Может быть, Санин что-нибудь ответил, может быть, нет, но Юрий не слыхал: у него закружилась голова, и на секунду стало дурно.

— Я верю, что есть Бог, но вера существует во мне сама по себе, — говорил дальше Санин, — он есть или нет, но я его не знаю и не знаю, чего ему от меня нужно… Да и как я мог бы это знать при самой горячей вере!.. Бог есть Бог, а не человек, и никакой человеческой мерки к нему приложить нельзя. В его творчестве, которое мы видим, есть все: и зло, и добро, и жизнь, и смерть, и красота, и безобразие… все… а так как при этом исчезает всякая определенность, всякий смысл и обнаруживается хаос, то, следовательно, его смысл — не человеческий смысл, а его добро и зло — не человеческие добро и зло… Наше определение Бога всегда будет идолопоклонничеством, и всегда мы будем оделять своего фетиша физиономией и одеждами применительно к местным климатическим условиям… Нелепость!

— Так-с! — крякнул Иванов. — Правильно!

— Для чего же тогда и жить? — спросил Юрий, с отвращением отодвигая свою рюмку.

— А для чего же и умирать?

— Я знаю одно, — ответил Санин, — я живу и хочу, чтобы жизнь не была для меня мучением. Для этого надо прежде всего удовлетворять свои естественные желания. Желание — это все: когда в человеке умирают желания, умирает и его жизнь, а когда он убивает желания — убивает себя!

— Но желания могут быть злыми?

— Может быть.

— Тогда как?..

— Так же, — ласково ответил Санин и посмотрел в лицо Юрию светлыми немигающими глазами.

Иванов высоко поднял брови, недоверчиво взглянул на Санина и промолчал. Молчал и Юрий, и почему-то ему было жутко смотреть в эти светлые ясные глаза, и почему-то он старался не опустить взгляда.

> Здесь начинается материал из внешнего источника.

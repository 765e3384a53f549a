// ==========================================
// 学生辍学风险评估 - 批量预测
// ==========================================
// 职责: 名册文件 -> 逐行评估 -> 汇总统计 -> JSON/CSV 输出
// 约定:
// - 单行失败不影响整批, 失败行记录错误原因
// - 百分比以总行数(含失败行)为分母, 平均概率只统计成功行
// - 空批次统计全部为 0, 不产生 NaN
// ==========================================

use std::path::{Path, PathBuf};
use std::sync::Arc;

use chrono::{DateTime, Utc};
use serde::{Deserialize, Serialize};
use uuid::Uuid;

use crate::config::ConfigManager;
use crate::domain::types::RiskTier;
use crate::engine::risk::RiskEngine;
use crate::engine::strategy::{DropoutPredictor, ScoringModel};
use crate::i18n::{t, t_with_args};
use crate::importer::error::{ImportError, ImportResult};
use crate::importer::field_mapper::FieldMapper;
use crate::importer::file_parser::{RawRecord, UniversalFileParser};

// ==========================================
// 批量结果模型
// ==========================================

/// 单行结果
#[derive(Debug, Clone, PartialEq, Serialize, Deserialize)]
#[serde(tag = "status", rename_all = "snake_case")]
pub enum BatchRecord {
    Scored {
        student_id: String,
        risk_tier: RiskTier,
        risk_score: u32,
        probability: f64,
        top_recommendations: Vec<String>,
    },
    Failed {
        student_id: String,
        error: String,
    },
}

impl BatchRecord {
    pub fn student_id(&self) -> &str {
        match self {
            BatchRecord::Scored { student_id, .. } | BatchRecord::Failed { student_id, .. } => {
                student_id
            }
        }
    }
}

/// 风险等级分布项
#[derive(Debug, Clone, PartialEq, Serialize, Deserialize)]
pub struct TierCount {
    pub tier: RiskTier,
    pub count: usize,
    pub percentage: f64,
}

/// 批量汇总
#[derive(Debug, Clone, PartialEq, Serialize, Deserialize)]
pub struct BatchSummary {
    pub total: usize,
    pub scored: usize,
    pub errors: usize,
    pub tier_distribution: Vec<TierCount>,
    pub average_probability: f64,
    pub high_risk_count: usize,
    pub high_risk_percentage: f64,
}

impl BatchSummary {
    /// 由单行结果计算汇总
    pub fn from_records(records: &[BatchRecord]) -> Self {
        let total = records.len();
        let probabilities: Vec<f64> = records
            .iter()
            .filter_map(|r| match r {
                BatchRecord::Scored { probability, .. } => Some(*probability),
                BatchRecord::Failed { .. } => None,
            })
            .collect();
        let scored = probabilities.len();

        let count_tier = |tier: RiskTier| {
            records
                .iter()
                .filter(|r| matches!(r, BatchRecord::Scored { risk_tier, .. } if *risk_tier == tier))
                .count()
        };

        let tier_distribution = RiskTier::ALL
            .iter()
            .map(|&tier| {
                let count = count_tier(tier);
                TierCount {
                    tier,
                    count,
                    percentage: percentage(count, total),
                }
            })
            .collect();

        let average_probability = if scored == 0 {
            0.0
        } else {
            probabilities.iter().sum::<f64>() / scored as f64
        };

        let high_risk_count = count_tier(RiskTier::High);

        Self {
            total,
            scored,
            errors: total - scored,
            tier_distribution,
            average_probability,
            high_risk_count,
            high_risk_percentage: percentage(high_risk_count, total),
        }
    }

    /// 汇总文本 (按当前语言)
    pub fn summary_lines(&self) -> Vec<String> {
        let mut lines = Vec::new();
        if self.errors > 0 {
            let count = self.errors.to_string();
            lines.push(t_with_args("batch.errors", &[("count", count.as_str())]));
        }

        lines.push(t("batch.summary_title"));
        for item in self.tier_distribution.iter().filter(|i| i.count > 0) {
            let count = item.count.to_string();
            let pct = format!("{:.1}", item.percentage);
            let line = t_with_args(
                "batch.tier_line",
                &[
                    ("tier", item.tier.as_str()),
                    ("count", count.as_str()),
                    ("pct", pct.as_str()),
                ],
            );
            lines.push(format!("  {}", line));
        }

        let avg_pct = format!("{:.2}", self.average_probability * 100.0);
        lines.push(t_with_args(
            "batch.average_probability",
            &[("pct", avg_pct.as_str())],
        ));

        let high_count = self.high_risk_count.to_string();
        let high_pct = format!("{:.1}", self.high_risk_percentage);
        lines.push(t_with_args(
            "batch.high_risk",
            &[("count", high_count.as_str()), ("pct", high_pct.as_str())],
        ));
        lines
    }
}

fn percentage(count: usize, total: usize) -> f64 {
    if total == 0 {
        0.0
    } else {
        count as f64 / total as f64 * 100.0
    }
}

/// 整批报告
#[derive(Debug, Clone, Serialize, Deserialize)]
pub struct BatchReport {
    pub batch_id: String,
    pub generated_at: DateTime<Utc>,
    pub model: ScoringModel,
    pub records: Vec<BatchRecord>,
    pub summary: BatchSummary,
}

/// CSV 输出行 (扁平结构)
#[derive(Debug, Serialize)]
struct CsvRow<'a> {
    student_id: &'a str,
    status: &'static str,
    risk_tier: Option<&'static str>,
    risk_score: Option<u32>,
    probability: Option<f64>,
    top_recommendations: Option<String>,
    error: Option<&'a str>,
}

impl<'a> From<&'a BatchRecord> for CsvRow<'a> {
    fn from(record: &'a BatchRecord) -> Self {
        match record {
            BatchRecord::Scored {
                student_id,
                risk_tier,
                risk_score,
                probability,
                top_recommendations,
            } => CsvRow {
                student_id: student_id.as_str(),
                status: "scored",
                risk_tier: Some(risk_tier.as_str()),
                risk_score: Some(*risk_score),
                probability: Some(*probability),
                top_recommendations: Some(top_recommendations.join("; ")),
                error: None,
            },
            BatchRecord::Failed { student_id, error } => CsvRow {
                student_id: student_id.as_str(),
                status: "failed",
                risk_tier: None,
                risk_score: None,
                probability: None,
                top_recommendations: None,
                error: Some(error.as_str()),
            },
        }
    }
}

// ==========================================
// BatchPredictor - 批量预测器
// ==========================================
pub struct BatchPredictor {
    predictor: Arc<dyn DropoutPredictor>,
    mapper: FieldMapper,
    top_recommendations: usize,
    progress_interval: usize,
}

impl BatchPredictor {
    /// 创建批量预测器
    ///
    /// # 参数
    /// - predictor: 预测器
    /// - top_recommendations: 每行保留的建议条数
    /// - progress_interval: 进度日志间隔 (行)
    pub fn new(
        predictor: Arc<dyn DropoutPredictor>,
        top_recommendations: usize,
        progress_interval: usize,
    ) -> Self {
        Self {
            predictor,
            mapper: FieldMapper::new(),
            top_recommendations,
            progress_interval: progress_interval.max(1),
        }
    }

    /// 使用规则引擎 + 配置项创建
    pub fn from_config(config: &ConfigManager) -> Self {
        Self::new(
            Arc::new(RiskEngine::new()),
            config.get_batch_top_recommendations(),
            config.get_batch_progress_interval(),
        )
    }

    /// 逐行评估
    pub fn process(&self, records: &[RawRecord]) -> BatchReport {
        let total = records.len();
        let mut results = Vec::with_capacity(total);

        for (row, record) in records.iter().enumerate() {
            let student_id = self.mapper.student_id(record, row);

            let result = match self.mapper.map_to_features(record, row) {
                Ok(features) => {
                    let assessment = self.predictor.predict(&features);
                    BatchRecord::Scored {
                        student_id,
                        risk_tier: assessment.risk_tier,
                        risk_score: assessment.risk_score,
                        probability: assessment.probability,
                        top_recommendations: assessment
                            .recommendations
                            .into_iter()
                            .take(self.top_recommendations)
                            .collect(),
                    }
                }
                Err(e) => {
                    tracing::warn!(row, student_id = %student_id, error = %e, "学生记录处理失败");
                    BatchRecord::Failed {
                        student_id,
                        error: e.to_string(),
                    }
                }
            };
            results.push(result);

            if (row + 1) % self.progress_interval == 0 {
                tracing::info!(processed = row + 1, total, "批量预测进度");
            }
        }

        let summary = BatchSummary::from_records(&results);
        let report = BatchReport {
            batch_id: Uuid::new_v4().to_string(),
            generated_at: Utc::now(),
            model: self.predictor.model(),
            records: results,
            summary,
        };

        tracing::info!(
            batch_id = %report.batch_id,
            total = report.summary.total,
            errors = report.summary.errors,
            high_risk = report.summary.high_risk_count,
            "批量预测完成"
        );
        report
    }

    /// 解析名册文件后逐行评估
    pub fn process_file<P: AsRef<Path>>(&self, input: P) -> ImportResult<BatchReport> {
        let input = input.as_ref();
        let records = UniversalFileParser.parse(input)?;
        tracing::info!(path = %input.display(), rows = records.len(), "学生名册已加载");
        Ok(self.process(&records))
    }
}

/// CSV 输出路径: 与 JSON 同名, 扩展名替换为 .csv
pub fn csv_path_for(json_path: &Path) -> PathBuf {
    json_path.with_extension("csv")
}

/// 保存批量结果 (JSON + 同名 CSV), 返回 CSV 路径
pub fn save_results(report: &BatchReport, json_path: &Path) -> ImportResult<PathBuf> {
    if let Some(parent) = json_path.parent().filter(|p| !p.as_os_str().is_empty()) {
        std::fs::create_dir_all(parent)
            .map_err(|e| ImportError::FileWriteError(format!("{}: {}", parent.display(), e)))?;
    }

    let csv_path = csv_path_for(json_path);
    let mut writer = csv::Writer::from_path(&csv_path)?;
    for record in &report.records {
        writer.serialize(CsvRow::from(record))?;
    }
    writer
        .flush()
        .map_err(|e| ImportError::FileWriteError(format!("{}: {}", csv_path.display(), e)))?;
    tracing::info!(path = %csv_path.display(), "批量结果已保存 (CSV)");

    let json = serde_json::to_string_pretty(report)?;
    std::fs::write(json_path, json)
        .map_err(|e| ImportError::FileWriteError(format!("{}: {}", json_path.display(), e)))?;
    tracing::info!(path = %json_path.display(), "批量结果已保存 (JSON)");

    Ok(csv_path)
}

Несколько минут было тихо, и отчетливо слышалось, как одиноко и отчаянно билась с налету о стекло окна ночная бабочка. Петр Ильич грустно покачивал головой, опустив пьяное лицо к залитой грязной газете. Санин все улыбался.

Юрия и раздражала, и привлекала эта постоянная улыбка.

— Какие у него прозрачные глаза! — бессознательно подумал он.

Санин вдруг встал, отворил окно и выпустил бабочку. Как взмах большого мягкого крыла удивительно приятно и легко прошла по комнате волна чистого прохладного воздуха.

— Да, — проговорил Иванов, отвечая на собственные мысли, — люди бывают всякие, а по сему случаю — выпьем.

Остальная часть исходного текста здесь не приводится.